Related: Security Review Checklist | Service Degradation Runbook | Incident Response | DDoS Response Runbook
Attack Classification
Before you can mitigate, you must identify the type of attack:
| Attack Type | Layer | Characteristics | Difficulty to Mitigate |
|---|---|---|---|
| Volumetric (UDP flood, DNS amplification) | L3/L4 | Massive bandwidth, saturates network pipes | Easy — CDN/ISP absorbs |
| Protocol (SYN flood, Ping of Death) | L3/L4 | Exploits protocol weaknesses | Medium — firewall rules |
| Simple Application (HTTP flood) | L7 | High request rate, repetitive patterns, no cookies/JS | Medium — rate limiting, WAF rules |
| Sophisticated Application (slowloris, credential stuffing) | L7 | Low rate per IP, mimics real users, distributed | Hard — behavioral analysis |
| Ransom DDoS | Any | Accompanied by ransom demand | Varies — do NOT pay |
Immediate Response (First 5 Minutes)
Step 1: Confirm It Is a DDoS Attack
# Check traffic volume
# PromQL: sum(rate(http_requests_total[1m]))

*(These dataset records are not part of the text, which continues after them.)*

// Copyright 2025 eraflo
//
// Licensed under the Apache License, Version 2.0 (the "License");
// you may not use this file except in compliance with the License.
// You may obtain a copy of the License at
//
//     http://www.apache.org/licenses/LICENSE-2.0
//
// Unless required by applicable law or agreed to in writing, software
// distributed under the License is distributed on an "AS IS" BASIS,
// WITHOUT WARRANTIES OR CONDITIONS OF ANY KIND, either express or implied.
// See the License for the specific language governing permissions and
// limitations under the License.

//! Source scanning used by the headless driver in place of a real compiler.

use glint_core::renderer::api::UniformType;

/// A `uniform` declaration found in stage text.
#[derive(Debug, Clone, PartialEq, Eq)]
pub(crate) struct DeclaredUniform {
    pub name: String,
    pub ty: UniformType,
    /// Array size, `1` for non-arrays.
    pub size: u32,
}

/// Removes `//` and `/* */` comments, keeping line breaks.
pub(crate) fn strip_comments(text: &str) -> String {
    let mut out = String::with_capacity(text.len());
    let mut chars = text.chars().peekable();
    while let Some(c) = chars.next() {
        match (c, chars.peek()) {
            ('/', Some('/')) => {
                for skipped in chars.by_ref() {
                    if skipped == '\n' {
                        out.push('\n');
                        break;
                    }
                }
            }
            ('/', Some('*')) => {
                chars.next();
                let mut last = '\0';
                for skipped in chars.by_ref() {
                    if skipped == '\n' {
                        out.push('\n');
                    }
                    if last == '*' && skipped == '/' {
                        break;
                    }
                    last = skipped;
                }
                out.push(' ');
            }
            _ => out.push(c),
        }
    }
    out
}

/// First `#error` directive: its 1-based line and message.
pub(crate) fn error_directive(text: &str) -> Option<(usize, String)> {
    strip_comments(text)
        .lines()
        .enumerate()
        .find_map(|(index, line)| {
            let rest = line.trim_start().strip_prefix('#')?.trim_start();
            let message = rest.strip_prefix("error")?;
            Some((index + 1, message.trim().to_string()))
        })
}

/// Every top-level `uniform` declaration, in source order. Uniform blocks
/// and types the pipeline does not know are skipped.
pub(crate) fn declared_uniforms(text: &str) -> Vec<DeclaredUniform> {
    let text = strip_comments(text);
    let mut uniforms = Vec::new();

    for statement in text.split(';') {
        let spaced = statement
            .replace('[', " [ ")
            .replace(']', " ] ")
            .replace(',', " , ");
        let mut words = spaced
            .split_whitespace()
            .skip_while(|word| *word != "uniform")
            .skip(1)
            .skip_while(|word| matches!(*word, "lowp" | "mediump" | "highp"))
            .peekable();

        let Some(ty) = words.next().and_then(UniformType::from_glsl) else {
            continue;
        };
        while let Some(name) = words.next() {
            match name {
                "," => continue,
                "=" => break,
                _ => {}
            }
            let mut size = 1;
            if words.peek() == Some(&"[") {
                words.next();
                size = words
                    .next()
                    .and_then(|count| count.parse().ok())
                    .unwrap_or(1);
                words.next();
            }
            uniforms.push(DeclaredUniform {
                name: name.to_string(),
                ty,
                size,
            });
        }
    }
    uniforms
}

#[cfg(test)]
mod tests {
    use super::*;

    #[test]
    fn comments_are_removed() {
        assert_eq!(strip_comments("a // b\nc"), "a \nc");
        assert_eq!(strip_comments("a /* b\n c */d"), "a \n d");
    }

    #[test]
    fn error_directive_reports_line() {
        let text = "void main() {}\n  #error missing feature\n";
        assert_eq!(
            error_directive(text),
            Some((2, "missing feature".to_string()))
        );
        assert_eq!(error_directive("// #error nope\n"), None);
    }

    #[test]
    fn uniforms_are_found_in_order() {
        let text = "uniform mat4 zeta;\n\
                    uniform highp vec4 alpha, mid;\n\
                    uniform sampler2D maps[3];\n\
                    // uniform float hidden;\n\
                    uniform Lights { vec4 color; };\n\
                    void main() { float uniform_like = 1.0; }";
        let names: Vec<_> = declared_uniforms(text)
            .into_iter()
            .map(|uniform| (uniform.name, uniform.size))
            .collect();
        assert_eq!(
            names,
            vec![
                ("zeta".to_string(), 1),
                ("alpha".to_string(), 1),
                ("mid".to_string(), 1),
                ("maps".to_string(), 3),
            ]
        );
    }
}
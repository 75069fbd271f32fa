// Copyright 2025 eraflo
//
// Licensed under the Apache License, Version 2.0 (the "License");
// you may not use this file except in compliance with the License.
// You may obtain a copy of the License at
//
//     http://www.apache.org/licenses/LICENSE-2.0
//
// Unless required by applicable law or agreed to in writing, software
// distributed under the License is distributed on an "AS IS" BASIS,
// WITHOUT WARRANTIES OR CONDITIONS OF ANY KIND, either express or implied.
// See the License for the specific language governing permissions and
// limitations under the License.

//! Shader stages, driver object ids and rewritten source text.

use std::fmt;

/// A programmable pipeline stage.
#[derive(Debug, Clone, Copy, PartialEq, Eq, Hash)]
pub enum ShaderStage {
    /// Per-vertex stage.
    Vertex,
    /// Per-fragment stage.
    Fragment,
}

impl fmt::Display for ShaderStage {
    fn fmt(&self, f: &mut fmt::Formatter<'_>) -> fmt::Result {
        match self {
            ShaderStage::Vertex => write!(f, "vertex"),
            ShaderStage::Fragment => write!(f, "fragment"),
        }
    }
}

/// An opaque driver id of a compiled stage object.
#[derive(Debug, Clone, Copy, PartialEq, Eq, Hash, PartialOrd, Ord)]
pub struct StageObjectId(pub u32);

/// An opaque driver id of a program object.
#[derive(Debug, Clone, Copy, PartialEq, Eq, Hash, PartialOrd, Ord)]
pub struct ProgramObjectId(pub u32);

/// A linked program serialized by the driver.
#[derive(Debug, Clone, PartialEq, Eq)]
pub struct ProgramBinary {
    /// Driver-specific format tag.
    pub format: u32,
    /// Opaque payload.
    pub payload: Vec<u8>,
}

/// Shader text rewritten into the target dialect, ready for the driver.
#[derive(Debug, Clone, PartialEq, Eq)]
pub struct RewrittenSource {
    /// Stage the text was rewritten for.
    pub stage: ShaderStage,
    /// Version pragma, defines, stdlib shim and rewritten body.
    pub text: String,
}

impl RewrittenSource {
    /// Formats the text with 1-based line numbers, the way driver
    /// diagnostics refer to it. Blank source lines are collapsed by the
    /// rewrite, so the numbers follow the rewritten text.
    pub fn numbered_listing(&self) -> String {
        numbered_listing(&self.text)
    }
}

/// Prefixes every line of `text` with its 1-based line number.
pub fn numbered_listing(text: &str) -> String {
    let mut listing = String::with_capacity(text.len() + text.len() / 8);
    for (index, line) in text.split('\n').enumerate() {
        listing.push_str(&format!("{:3}: {}\n", index + 1, line));
    }
    listing
}

#[cfg(test)]
mod tests {
    use super::*;

    #[test]
    fn stage_object_id_creation_and_equality() {
        let id1 = StageObjectId(1);
        let id2 = StageObjectId(2);
        let id1_again = StageObjectId(1);

        assert_eq!(id1, id1_again);
        assert_ne!(id1, id2);
    }

    #[test]
    fn numbered_listing_counts_from_one() {
        let source = RewrittenSource {
            stage: ShaderStage::Fragment,
            text: "#version 330\nvoid main() {\n}".to_string(),
        };
        assert_eq!(
            source.numbered_listing(),
            "  1: #version 330\n  2: void main() {\n  3: }\n"
        );
    }

    #[test]
    fn stage_display() {
        assert_eq!(ShaderStage::Vertex.to_string(), "vertex");
        assert_eq!(ShaderStage::Fragment.to_string(), "fragment");
    }
}
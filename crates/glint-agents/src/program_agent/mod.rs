// Copyright 2025 eraflo
//
// Licensed under the Apache License, Version 2.0 (the "License");
// you may not use this file except in compliance with the License.
// You may obtain a copy of the License at
//
//     http://www.apache.org/licenses/LICENSE-2.0
//
// Unless required by applicable law or agreed to in writing, software
// distributed under the License is distributed on an "AS IS" BASIS,
// WITHOUT WARRANTIES OR CONDITIONS OF ANY KIND, either express or implied.
// See the License for the specific language governing permissions and
// limitations under the License.

//! Acts as the **[A]gent** for shader programs.
//!
//! The [`ProgramAgent`] is the façade the draw-dispatch layer talks to. It
//! drives the dialect rewriter from `glint-lanes`, consults the binary cache
//! from `glint-io`, compiles and links through a [`ShaderDevice`], indexes the
//! linked program's uniforms and owns the resulting program table.
//!
//! [`ShaderDevice`]: glint_core::renderer::ShaderDevice

mod agent;
mod compiler;
mod constants;
mod reflection;
mod stats;
mod store;

pub use self::agent::{LinkedProgram, ProgramAgent};
pub use self::reflection::ReflectionTable;
pub use self::stats::ProgramStats;
// Copyright 2025 eraflo
//
// Licensed under the Apache License, Version 2.0 (the "License");
// you may not use this file except in compliance with the License.
// You may obtain a copy of the License at
//
//     http://www.apache.org/licenses/LICENSE-2.0
//
// Unless required by applicable law or agreed to in writing, software
// distributed under the License is distributed on an "AS IS" BASIS,
// WITHOUT WARRANTIES OR CONDITIONS OF ANY KIND, either express or implied.
// See the License for the specific language governing permissions and
// limitations under the License.

//! # Glint I/O
//!
//! Persisted state of the shader pipeline:
//!
//! - [`hash`]: content keys of rewritten sources.
//! - [`program_cache`]: the one-file-per-program binary cache.
//! - [`config`]: loading [`GlintConfig`](glint_core::GlintConfig) from RON.

#![warn(missing_docs)]

pub mod config;
pub mod hash;
pub mod program_cache;

pub use config::{load_config, parse_config, ConfigError};
pub use hash::{program_key, stage_hash};
pub use program_cache::{CacheError, ProgramCache};
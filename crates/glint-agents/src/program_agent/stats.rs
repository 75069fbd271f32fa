// Copyright 2025 eraflo
//
// Licensed under the Apache License, Version 2.0 (the "License");
// you may not use this file except in compliance with the License.
// You may obtain a copy of the License at
//
//     http://www.apache.org/licenses/LICENSE-2.0
//
// Unless required by applicable law or agreed to in writing, software
// distributed under the License is distributed on an "AS IS" BASIS,
// WITHOUT WARRANTIES OR CONDITIONS OF ANY KIND, either express or implied.
// See the License for the specific language governing permissions and
// limitations under the License.

use std::fmt;

/// Running counters of the program agent.
#[derive(Debug, Clone, Copy, Default, PartialEq, Eq)]
pub struct ProgramStats {
    /// Programs successfully created, from source or from cache.
    pub programs_created: u64,
    /// Creations satisfied by a cached binary.
    pub cache_hits: u64,
    /// Creations that had to compile from source.
    pub cache_misses: u64,
    /// Creations rejected by a stage compiler.
    pub compile_failures: u64,
    /// Creations rejected by the linker.
    pub link_failures: u64,
    /// Programs currently alive.
    pub programs_live: u64,
}

impl fmt::Display for ProgramStats {
    fn fmt(&self, f: &mut fmt::Formatter<'_>) -> fmt::Result {
        write!(
            f,
            "{} live, {} created ({} cached, {} compiled), {} compile / {} link failures",
            self.programs_live,
            self.programs_created,
            self.cache_hits,
            self.cache_misses,
            self.compile_failures,
            self.link_failures
        )
    }
}
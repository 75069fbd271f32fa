// Copyright 2025 eraflo
//
// Licensed under the Apache License, Version 2.0 (the "License");
// you may not use this file except in compliance with the License.
// You may obtain a copy of the License at
//
//     http://www.apache.org/licenses/LICENSE-2.0
//
// Unless required by applicable law or agreed to in writing, software
// distributed under the License is distributed on an "AS IS" BASIS,
// WITHOUT WARRANTIES OR CONDITIONS OF ANY KIND, either express or implied.
// See the License for the specific language governing permissions and
// limitations under the License.

//! Integration tests for the program binary cache protocol.

use anyhow::Result;
use glint_core::renderer::api::ProgramBinary;
use glint_core::ProgramCacheSettings;
use glint_io::{program_key, CacheError, ProgramCache};

fn sample_binary(tag: u8) -> ProgramBinary {
    ProgramBinary {
        format: 0x1234,
        payload: vec![tag; 16],
    }
}

#[test]
fn test_entry_written_for_current_sources_is_a_hit() -> Result<()> {
    let dir = tempfile::tempdir()?;
    let cache = ProgramCache::new(ProgramCacheSettings::in_directory(dir.path()));
    let key = program_key(Some("vs text"), Some("fs text"));

    cache.store("lit", key, &sample_binary(1))?;
    assert_eq!(cache.load("lit", key)?, Some(sample_binary(1)));
    Ok(())
}

#[test]
fn test_changed_source_invalidates_entry() -> Result<()> {
    let dir = tempfile::tempdir()?;
    let cache = ProgramCache::new(ProgramCacheSettings::in_directory(dir.path()));
    let stored_key = program_key(Some("vs text"), Some("fs text"));
    let current_key = program_key(Some("vs text"), Some("fs text!"));
    assert_ne!(stored_key, current_key);

    cache.store("lit", stored_key, &sample_binary(1))?;
    let result = cache.load("lit", current_key);
    assert!(
        matches!(result, Err(CacheError::HashMismatch { .. })),
        "a mismatched entry must never be handed out, got {result:?}"
    );
    Ok(())
}

#[test]
fn test_store_overwrites_previous_entry() -> Result<()> {
    let dir = tempfile::tempdir()?;
    let cache = ProgramCache::new(ProgramCacheSettings::in_directory(dir.path()));

    cache.store("lit", 1, &ProgramBinary {
        format: 7,
        payload: vec![0; 64],
    })?;
    let path = cache.store("lit", 2, &sample_binary(9))?;

    assert_eq!(std::fs::metadata(&path)?.len(), 8 + 16);
    assert_eq!(cache.load("lit", 2)?, Some(sample_binary(9)));
    Ok(())
}
// Copyright 2025 eraflo
//
// Licensed under the Apache License, Version 2.0 (the "License");
// you may not use this file except in compliance with the License.
// You may obtain a copy of the License at
//
//     http://www.apache.org/licenses/LICENSE-2.0
//
// Unless required by applicable law or agreed to in writing, software
// distributed under the License is distributed on an "AS IS" BASIS,
// WITHOUT WARRANTIES OR CONDITIONS OF ANY KIND, either express or implied.
// See the License for the specific language governing permissions and
// limitations under the License.

//! Shader lane - rewrites engine-dialect shader text for the active driver.

mod declaration;
mod header;
mod rewriter;
mod stdlib;
mod tokenizer;

pub use declaration::DeclarationDiagnostic;
pub use header::{precision_block, version_preamble};
pub use rewriter::*;
pub use stdlib::stdlib_shim;
pub use tokenizer::{SourceToken, TokenKind, Tokenizer};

# Compare to normal baseline (typically 100-500 RPS)
# Check unique source IPs
kubectl exec -it $(kubectl get pod -l app=ingress-nginx -n ingress -o jsonpath='{.items[0].metadata.name}') \
-n ingress -- cat /var/log/nginx/access.log \
| awk '{print $1}' | sort | uniq -c | sort -rn | head -20
# Check for traffic patterns
kubectl exec -it $(kubectl get pod -l app=ingress-nginx -n ingress -o jsonpath='{.items[0].metadata.name}') \
-n ingress -- cat /var/log/nginx/access.log \
| awk '{print $7}' | sort | uniq -c | sort -rn | head -20
# Look for: single URL getting hammered, or distributed across many URLs
# Check geographic distribution
# If using CloudFlare: check the CloudFlare dashboard for attack analytics
# If using AWS: check VPC Flow Logs or WAF dashboardDistinguish DDoS from Legitimate Traffic Surge
| Indicator | DDoS Attack | Legitimate Spike |
|---|---|---|
| Traffic source | Many IPs, few countries | Distributed globally |
| User agents | Identical or missing | Varied (Chrome, Safari, mobile) |
| Request patterns | Same URL repeatedly, or random | Natural distribution |
| Session behavior | No cookies, no JavaScript execution | Normal session flow |
| Time of day | Any time, sudden start | Correlates with events (launch, marketing) |
| Referrer headers | Missing or forged | Varied, legitimate sources |
False Positives
Before activating DDoS mitigation, verify it is actually an attack. Blocking legitimate traffic from a viral product launch or marketing campaign is worse than the attack itself. Check:
- Did marketing send an email blast?
- Was the product featured on Hacker News / Reddit / Product Hunt?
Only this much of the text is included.